I am beyond hurt that my mother takes such little interest in any of my children. They are awesome kids and are always polite and well mannered around her. What should I say to her? (I know what I would like to say, but I won’t.)
Mom’s friends are always telling me how lucky I am to have such a wonderful mother when it couldn’t be further from the truth. Mom is extremely self-centered and is happy to purchase a new piece of expensive jewelry before spending any quality time with her grandchildren. She treats my siblings’ children the same way, with the exception of one sister whose children she positively spoils. She attends those children’s sporting events, school activities and every party she is invited to.
I am a loving and caring daughter and want to have my mother in my life, but frankly, I don’t believe it’s healthy anymore to keep being hurt. I thought about telling Mom how I feel in a letter, but I doubt she would see the problem. How do I explain to my kids that it’s not them? How do I handle Mom’s lack of interest?
— At a Loss for Words
Dear At a Loss: Your mother sounds narcissistic. If you can accept her as she is, selfish and self-absorbed, you can have a limited relationship. There’s no point inviting her to your children’s events, because you will only be hurt by her response. Your children are old enough to understand that Grandma has personality issues that prevent her from appreciating them, and it is not anything they can change. Don’t expect more than she is capable of giving, and you will be able to handle her with less frustration and sadness. We hope you have friends who can fill the gap.

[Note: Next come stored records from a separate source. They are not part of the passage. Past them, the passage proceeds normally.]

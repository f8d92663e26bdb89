use std::collections::HashMap;

use shared::{domain::WidgetId, error::LayoutError};

use crate::{
    document::{Document, RawPage},
    widget::Widget,
};

/// A compiled page or tab: label, its widgets, then nested tabs.
#[derive(Debug, Clone)]
pub struct Page {
    pub label: String,
    pub widgets: Vec<Widget>,
    pub tabs: Vec<Page>,
}

impl Page {
    fn compile(raw: &RawPage) -> Result<Self, LayoutError> {
        let widgets = raw
            .widgets
            .iter()
            .map(Widget::compile)
            .collect::<Result<Vec<_>, _>>()?;
        let tabs = raw
            .tabs
            .iter()
            .map(Page::compile)
            .collect::<Result<Vec<_>, _>>()?;
        Ok(Self {
            label: raw.label.clone(),
            widgets,
            tabs,
        })
    }

    fn collect<'a>(&'a self, out: &mut Vec<&'a Widget>) {
        out.extend(self.widgets.iter());
        for tab in &self.tabs {
            tab.collect(out);
        }
    }
}

/// The compiled layout tree. Shape is immutable for the session; only
/// widget values change, and those live in the session store.
#[derive(Debug, Clone)]
pub struct Layout {
    pub pages: Vec<Page>,
}

impl Layout {
    pub fn compile(document: &Document) -> Result<Self, LayoutError> {
        let pages = document
            .pages
            .iter()
            .map(Page::compile)
            .collect::<Result<Vec<_>, _>>()?;
        let layout = Self { pages };
        layout.validate()?;
        Ok(layout)
    }

    /// All widgets in depth-first document order: a node's own widgets,
    /// then its tabs. This order is the router's insertion order.
    pub fn widgets(&self) -> Vec<&Widget> {
        let mut out = Vec::new();
        for page in &self.pages {
            page.collect(&mut out);
        }
        out
    }

    /// First widget carrying `id` in depth-first order. Widgets sharing
    /// an id are linked mirrors of one logical control.
    pub fn find(&self, id: &WidgetId) -> Option<&Widget> {
        self.widgets().into_iter().find(|widget| &widget.id == id)
    }

    fn validate(&self) -> Result<(), LayoutError> {
        let widgets = self.widgets();

        // Two widgets on the same literal address must agree on range and
        // precision, otherwise inbound updates would be ambiguous. The
        // document is rejected instead of silently picking one.
        let mut by_address: HashMap<&str, &Widget> = HashMap::new();
        for widget in &widgets {
            if !widget.address.is_literal() {
                continue;
            }
            match by_address.get(widget.address.raw()) {
                Some(first) if first.range != widget.range || first.precision != widget.precision => {
                    return Err(LayoutError::ConflictingAddress {
                        address: widget.address.raw().to_string(),
                        first: first.id.to_string(),
                        second: widget.id.to_string(),
                    });
                }
                Some(_) => {}
                None => {
                    by_address.insert(widget.address.raw(), widget);
                }
            }
        }

        // Widgets sharing an id share one store slot; their value
        // semantics must line up.
        let mut by_id: HashMap<&WidgetId, &Widget> = HashMap::new();
        for widget in &widgets {
            match by_id.get(&widget.id) {
                Some(first) if first.range != widget.range || first.precision != widget.precision => {
                    return Err(LayoutError::ConflictingMirror {
                        id: widget.id.to_string(),
                    });
                }
                Some(_) => {}
                None => {
                    by_id.insert(&widget.id, widget);
                }
            }
        }

        Ok(())
    }
}

#[cfg(test)]
mod tests {
    use super::*;

    fn compile(text: &str) -> Result<Layout, LayoutError> {
        Layout::compile(&Document::parse(text).expect("document"))
    }

    #[test]
    fn widgets_iterate_depth_first() {
        let layout = compile(
            r#"[
                {"label": "A", "widgets": [
                    {"type": "push", "id": "a1", "address": "/a1"}
                ]},
                {"label": "B", "widgets": [
                    {"type": "push", "id": "b1", "address": "/b1"}
                ], "tabs": [
                    {"label": "B1", "widgets": [
                        {"type": "push", "id": "b2", "address": "/b2"}
                    ]},
                    {"label": "B2", "widgets": [
                        {"type": "push", "id": "b3", "address": "/b3"}
                    ]}
                ]}
            ]"#,
        )
        .expect("layout");
        let order: Vec<&str> = layout
            .widgets()
            .iter()
            .map(|widget| widget.id.as_str())
            .collect();
        assert_eq!(order, ["a1", "b1", "b2", "b3"]);
    }

    #[test]
    fn identical_literal_addresses_with_matching_semantics_are_mirrors() {
        let layout = compile(
            r#"[
                {"label": "A", "widgets": [
                    {"type": "toggle", "id": "x", "address": "/mute", "on": 1, "off": 0},
                    {"type": "toggle", "id": "y", "address": "/mute", "on": 1, "off": 0}
                ]}
            ]"#,
        );
        assert!(layout.is_ok());
    }

    #[test]
    fn conflicting_literal_addresses_are_rejected() {
        let result = compile(
            r#"[
                {"label": "A", "widgets": [
                    {"type": "knob", "id": "x", "address": "/freq",
                     "range": {"min": 0, "max": 100}, "precision": 2},
                    {"type": "knob", "id": "y", "address": "/freq",
                     "range": {"min": 0, "max": 200}, "precision": 2}
                ]}
            ]"#,
        );
        assert!(matches!(
            result,
            Err(LayoutError::ConflictingAddress { .. })
        ));
    }

    #[test]
    fn shared_ids_must_agree_on_range_and_precision() {
        let result = compile(
            r#"[
                {"label": "A", "widgets": [
                    {"type": "knob", "id": "amp", "address": "/a",
                     "range": {"min": 0, "max": 1}, "precision": 2}
                ]},
                {"label": "B", "widgets": [
                    {"type": "knob", "id": "amp", "address": "/b",
                     "range": {"min": 0, "max": 1}, "precision": 4}
                ]}
            ]"#,
        );
        assert!(matches!(result, Err(LayoutError::ConflictingMirror { .. })));
    }

    #[test]
    fn compiles_the_reference_document_shape() {
        let layout = compile(
            r#"[
                {"label": "KEYB", "widgets": [
                    {"type": "keyboard", "id": "keyboard", "address": "/note",
                     "precision": 1, "keys": 24, "start": 60, "traversing": true,
                     "on": 1, "off": 0, "split": false}
                ]},
                {"label": "OSC", "widgets": [], "tabs": [
                    {"label": "1", "widgets": [
                        {"type": "knob", "id": "freq", "address": "/osc/freq",
                         "range": {"min": 0, "max": 14000}, "origin": "auto",
                         "precision": 2, "preArgs": [{"type": "i", "value": 1}]},
                        {"type": "keyboard", "id": "keyboard", "address": "/note",
                         "precision": 1, "keys": 18, "start": 60, "traversing": true,
                         "on": 1, "off": 0, "split": false}
                    ]},
                    {"label": "2"}
                ]},
                {"label": "ENV"}
            ]"#,
        )
        .expect("layout");
        assert_eq!(layout.widgets().len(), 3);
        // The two keyboards are mirrors of one logical control even
        // though their key counts differ.
        let keyboard = layout.find(&"keyboard".into()).expect("keyboard");
        assert_eq!(keyboard.cell_count(), 24);
    }
}
//! Transport-agnostic failure reported by domain services and handlers.
//!
//! [`Error`] carries a stable [`ErrorCode`], a client-facing message, the
//! trace id of the request it was raised in and optional structured details.
//! The HTTP adapter decides status codes and redaction.

use std::fmt;

use serde::{Deserialize, Serialize};
use serde_json::Value;
use utoipa::ToSchema;

use super::TraceId;

/// Message substituted for internal failures before they leave the process.
pub const REDACTED_MESSAGE: &str = "Internal server error";

/// Failure category. Serialised as `snake_case`.
#[derive(Debug, Clone, Copy, PartialEq, Eq, Hash, Serialize, Deserialize, ToSchema)]
#[non_exhaustive]
#[serde(rename_all = "snake_case")]
pub enum ErrorCode {
    /// Malformed input or failed validation.
    InvalidRequest,
    /// The addressed row does not exist.
    NotFound,
    /// A constraint would be broken, such as deleting a referenced row.
    Conflict,
    /// The database or model runner cannot be reached.
    ServiceUnavailable,
    /// Anything unexpected.
    InternalError,
}

impl ErrorCode {
    /// Wire spelling of the code.
    #[must_use]
    pub const fn as_str(self) -> &'static str {
        match self {
            Self::InvalidRequest => "invalid_request",
            Self::NotFound => "not_found",
            Self::Conflict => "conflict",
            Self::ServiceUnavailable => "service_unavailable",
            Self::InternalError => "internal_error",
        }
    }
}

impl fmt::Display for ErrorCode {
    fn fmt(&self, f: &mut fmt::Formatter<'_>) -> fmt::Result {
        f.write_str(self.as_str())
    }
}

/// Raised by [`Error::try_new`] for a blank message.
#[derive(Debug, Clone, PartialEq, Eq, thiserror::Error)]
pub enum ErrorValidationError {
    /// The message was empty or whitespace.
    #[error("error message must not be empty")]
    EmptyMessage,
}

/// Domain error payload.
///
/// The message is never blank. When raised inside [`TraceId::scope`] the
/// current trace id is recorded.
///
/// # Examples
/// ```
/// use travel_backend::domain::{Error, ErrorCode};
///
/// let err = Error::not_found("Ticket not found");
/// assert_eq!(err.code(), ErrorCode::NotFound);
/// assert_eq!(err.code().as_str(), "not_found");
/// ```
#[derive(Debug, Clone, PartialEq, Serialize, Deserialize)]
#[serde(try_from = "ErrorBody", into = "ErrorBody")]
pub struct Error {
    code: ErrorCode,
    message: String,
    trace_id: Option<String>,
    details: Option<Value>,
}

macro_rules! code_constructors {
    ($($name:ident => $code:ident),+ $(,)?) => {
        $(
            #[doc = concat!("Error with [`ErrorCode::", stringify!($code), "`].")]
            pub fn $name(message: impl Into<String>) -> Self {
                Self::new(ErrorCode::$code, message)
            }
        )+
    };
}

impl Error {
    /// Build an error, substituting the code's name for a blank message.
    pub fn new(code: ErrorCode, message: impl Into<String>) -> Self {
        Self::try_new(code, message).unwrap_or_else(|_| Self::bare(code, code.as_str().to_owned()))
    }

    /// Build an error, rejecting a blank message.
    ///
    /// # Errors
    ///
    /// Returns [`ErrorValidationError::EmptyMessage`] for blank input.
    pub fn try_new(
        code: ErrorCode,
        message: impl Into<String>,
    ) -> Result<Self, ErrorValidationError> {
        let message = message.into();
        if message.trim().is_empty() {
            return Err(ErrorValidationError::EmptyMessage);
        }
        Ok(Self::bare(code, message))
    }

    fn bare(code: ErrorCode, message: String) -> Self {
        Self {
            code,
            message,
            trace_id: TraceId::current().map(|id| id.to_string()),
            details: None,
        }
    }

    code_constructors! {
        invalid_request => InvalidRequest,
        not_found => NotFound,
        conflict => Conflict,
        service_unavailable => ServiceUnavailable,
        internal => InternalError,
    }

    /// Failure category.
    pub fn code(&self) -> ErrorCode {
        self.code
    }

    /// Client-facing message.
    pub fn message(&self) -> &str {
        &self.message
    }

    /// Trace id of the request that raised the error.
    pub fn trace_id(&self) -> Option<&str> {
        self.trace_id.as_deref()
    }

    /// Structured details, such as the offending field.
    pub fn details(&self) -> Option<&Value> {
        self.details.as_ref()
    }

    /// Replace the recorded trace id.
    #[must_use]
    pub fn with_trace_id(mut self, id: impl Into<String>) -> Self {
        self.trace_id = Some(id.into());
        self
    }

    /// Attach structured details.
    ///
    /// # Examples
    /// ```
    /// use serde_json::json;
    /// use travel_backend::domain::Error;
    ///
    /// let err = Error::invalid_request("bad").with_details(json!({ "field": "price" }));
    /// assert_eq!(err.details(), Some(&json!({ "field": "price" })));
    /// ```
    #[must_use]
    pub fn with_details(mut self, details: Value) -> Self {
        self.details = Some(details);
        self
    }

    /// The error as a client may see it: internal failures lose their message
    /// and details but keep the trace id.
    #[must_use]
    pub fn redacted(&self) -> Self {
        if self.code != ErrorCode::InternalError {
            return self.clone();
        }
        Self {
            code: self.code,
            message: REDACTED_MESSAGE.to_owned(),
            trace_id: self.trace_id.clone(),
            details: None,
        }
    }
}

impl fmt::Display for Error {
    fn fmt(&self, f: &mut fmt::Formatter<'_>) -> fmt::Result {
        f.write_str(&self.message)
    }
}

impl std::error::Error for Error {}

/// JSON body: `{code, message, traceId?, details?}`.
#[derive(Serialize, Deserialize)]
#[serde(rename_all = "camelCase", deny_unknown_fields)]
struct ErrorBody {
    code: ErrorCode,
    message: String,
    #[serde(default, alias = "trace_id", skip_serializing_if = "Option::is_none")]
    trace_id: Option<String>,
    #[serde(default, skip_serializing_if = "Option::is_none")]
    details: Option<Value>,
}

impl From<Error> for ErrorBody {
    fn from(
        Error {
            code,
            message,
            trace_id,
            details,
        }: Error,
    ) -> Self {
        Self {
            code,
            message,
            trace_id,
            details,
        }
    }
}

impl TryFrom<ErrorBody> for Error {
    type Error = ErrorValidationError;

    fn try_from(body: ErrorBody) -> Result<Self, Self::Error> {
        if body.message.trim().is_empty() {
            return Err(ErrorValidationError::EmptyMessage);
        }
        Ok(Self {
            code: body.code,
            message: body.message,
            trace_id: body.trace_id,
            details: body.details,
        })
    }
}
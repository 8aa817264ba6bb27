//! Health endpoints: liveness and readiness probes for orchestration.
//!
//! Readiness flips once migrations have run and the model is loaded;
//! liveness drops when shutdown begins.
use std::sync::atomic::{AtomicBool, Ordering};

use actix_web::{HttpResponse, get, http::header, web};

/// Shared readiness and liveness flags.
pub struct HealthState {
    ready: AtomicBool,
    live: AtomicBool,
}

impl Default for HealthState {
    fn default() -> Self {
        Self {
            ready: AtomicBool::new(false),
            live: AtomicBool::new(true),
        }
    }
}

impl HealthState {
    /// Create a new health state starting as not ready but live.
    pub fn new() -> Self {
        Self::default()
    }

    /// Mark the service as ready.
    pub fn mark_ready(&self) {
        self.ready.store(true, Ordering::Release);
    }

    /// Fail liveness so probes see the drain before the listener closes.
    pub fn mark_unhealthy(&self) {
        self.live.store(false, Ordering::Release);
    }

    /// Return readiness state.
    pub fn is_ready(&self) -> bool {
        self.ready.load(Ordering::Acquire)
    }

    /// Return liveness state.
    pub fn is_alive(&self) -> bool {
        self.live.load(Ordering::Acquire)
    }

    fn probe_response(probe_ok: bool) -> HttpResponse {
        let mut response = if probe_ok {
            HttpResponse::Ok()
        } else {
            HttpResponse::ServiceUnavailable()
        };

        response
            .insert_header((header::CACHE_CONTROL, "no-store"))
            .finish()
    }
}

/// Readiness probe. 200 once dependencies are initialised, 503 before.
#[utoipa::path(
    get,
    path = "/health/ready",
    tags = ["health"],
    responses(
        (status = 200, description = "Server is ready to handle traffic"),
        (status = 503, description = "Server is not ready")
    )
)]
#[get("/health/ready")]
pub async fn ready(state: web::Data<HealthState>) -> HttpResponse {
    HealthState::probe_response(state.is_ready())
}

/// Liveness probe. 200 while alive, 503 once draining.
#[utoipa::path(
    get,
    path = "/health/live",
    tags = ["health"],
    responses(
        (status = 200, description = "Server is alive"),
        (status = 503, description = "Server is shutting down")
    )
)]
#[get("/health/live")]
pub async fn live(state: web::Data<HealthState>) -> HttpResponse {
    HealthState::probe_response(state.is_alive())
}
//! Port for ticket persistence.
use async_trait::async_trait;

use crate::domain::{Ticket, TicketDraft, TicketId};

use super::RepositoryError;

/// Storage for [`Ticket`] rows.
#[cfg_attr(test, mockall::automock)]
#[async_trait]
pub trait TicketRepository: Send + Sync {
    /// List every ticket ordered by id.
    async fn list(&self) -> Result<Vec<Ticket>, RepositoryError>;

    /// Fetch a ticket by identifier.
    async fn find_by_id(&self, id: TicketId) -> Result<Option<Ticket>, RepositoryError>;

    /// Insert a ticket; fails with [`RepositoryError::ForeignKey`] when the
    /// POI vanished concurrently.
    async fn insert(&self, draft: &TicketDraft) -> Result<Ticket, RepositoryError>;

    /// Replace a ticket's fields; `None` when the id does not exist.
    async fn update(
        &self,
        id: TicketId,
        draft: &TicketDraft,
    ) -> Result<Option<Ticket>, RepositoryError>;

    /// Delete a ticket; `false` when the id does not exist.
    async fn delete(&self, id: TicketId) -> Result<bool, RepositoryError>;
}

Dear Annie: I’d like to mention something that your senior readers might not be aware of.
When my husband (a state employee) passed away, I was given the option of continuing his state health care policy. It is an excellent policy and very reasonable. Not long ago, I was looking through the policy information and came across the fact that should I remarry, I would lose the coverage.
I am sure there are others out there who have continued with their spouse’s insurance and might not be aware of this clause. As boring as it might be, I heartily suggest sitting down with one’s health insurance policy to become familiar with all of the ins and outs. I’m pretty sure I would not take a chance on remarriage at this stage of my life.
— Covered in Massachusetts
Dear Covered: Too often, people do not check such things and don’t realize that there are hidden clauses and other surprises that merit some attention. We’re certain everyone will take a closer look thanks to your warning.
Dear Annie: I read the letter from “Hope for the Helpless,” whose husband checks out every attractive woman. Here’s a different take on this issue.
As a new bride, I noticed my husband’s wandering eye at the beach. There were lots of pretty young women in skimpy bathing suits. As we looked around, I asked my husband, “Did you see the purple bikini over there?” He later told me it took all the fun out of it when I pointed out the pretty women.